→ ACTIVITY
In the entries below, find the string "PromptBuilder" and return each line holding it.

===== THE RECORDS

//! Suggestion engine — the orchestrator.
//!
//! Flow per tick:
//!   finished generations drained → foreground gate → clipboard read →
//!   filter → self-message check → context push → start or queue a cycle
//!
//! The model call is the only blocking step; it runs on a named worker
//! thread and reports back over an mpsc channel drained on the next tick
//! (or by `wait_for_generation`). Everything else runs to completion on the
//! caller's thread. No failure is fatal: every error ends the cycle and the
//! engine returns to `Idle`.

pub mod state;

use std::panic::{catch_unwind, AssertUnwindSafe};
use std::sync::mpsc::{channel, Receiver, Sender};
use std::sync::Arc;
use std::time::{Duration, Instant};

use crate::config::AssistantConfig;
use crate::constants::MAX_SUGGESTIONS;
use crate::feedback::FeedbackRecord;
use crate::intelligence::style_learner::{StyleLearner, StyleRefresh};
use crate::locale::Locale;
use crate::processing::context_buffer::ContextBuffer;
use crate::processing::prompt_builder::PromptBuilder;
use crate::processing::response_parser;
use crate::processing::text_filter::{FilterVerdict, TextFilter};
use crate::provider::{ClipboardAccess, CompletionProvider, CompletionRequest, ForegroundApp};
use crate::storage::{FeedbackStore, ProfileStore};
use crate::{AssistError, AssistResult};

pub use state::{EngineEvent, EngineState, EngineView};

/// External capabilities the engine drives.
pub struct Collaborators {
    pub clipboard: Box<dyn ClipboardAccess>,
    pub foreground: Box<dyn ForegroundApp>,
    pub provider: Arc<dyn CompletionProvider>,
    pub feedback: Box<dyn FeedbackStore>,
    pub profiles: Box<dyn ProfileStore>,
}

/// Inputs captured when a cycle starts. Feedback for the resulting
/// suggestions is recorded against this snapshot, not the live buffer.
#[derive(Debug, Clone)]
struct CycleSnapshot {
    id: u64,
    source_message: String,
    context: Vec<String>,
}

struct CycleOutcome {
    id: u64,
    result: AssistResult<String>,
}

pub struct SuggestionEngine {
    config: AssistantConfig,
    locale: Locale,
    filter: TextFilter,
    context: ContextBuffer,
    prompts: PromptBuilder,
    style: StyleLearner,

    clipboard: Box<dyn ClipboardAccess>,
    foreground: Box<dyn ForegroundApp>,
    provider: Arc<dyn CompletionProvider>,
    feedback: Box<dyn FeedbackStore>,
    profiles: Box<dyn ProfileStore>,

    state: EngineState,
    last_seen: String,
    suggestions: Vec<String>,
    status: String,
    /// Cycle that produced `suggestions`.
    last_cycle: Option<CycleSnapshot>,
    in_flight: Option<CycleSnapshot>,
    next_cycle_id: u64,

    outcome_tx: Sender<CycleOutcome>,
    outcome_rx: Receiver<CycleOutcome>,
}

==========

→ FINAL ANSWER
use crate::processing::prompt_builder::PromptBuilder;
    prompts: PromptBuilder,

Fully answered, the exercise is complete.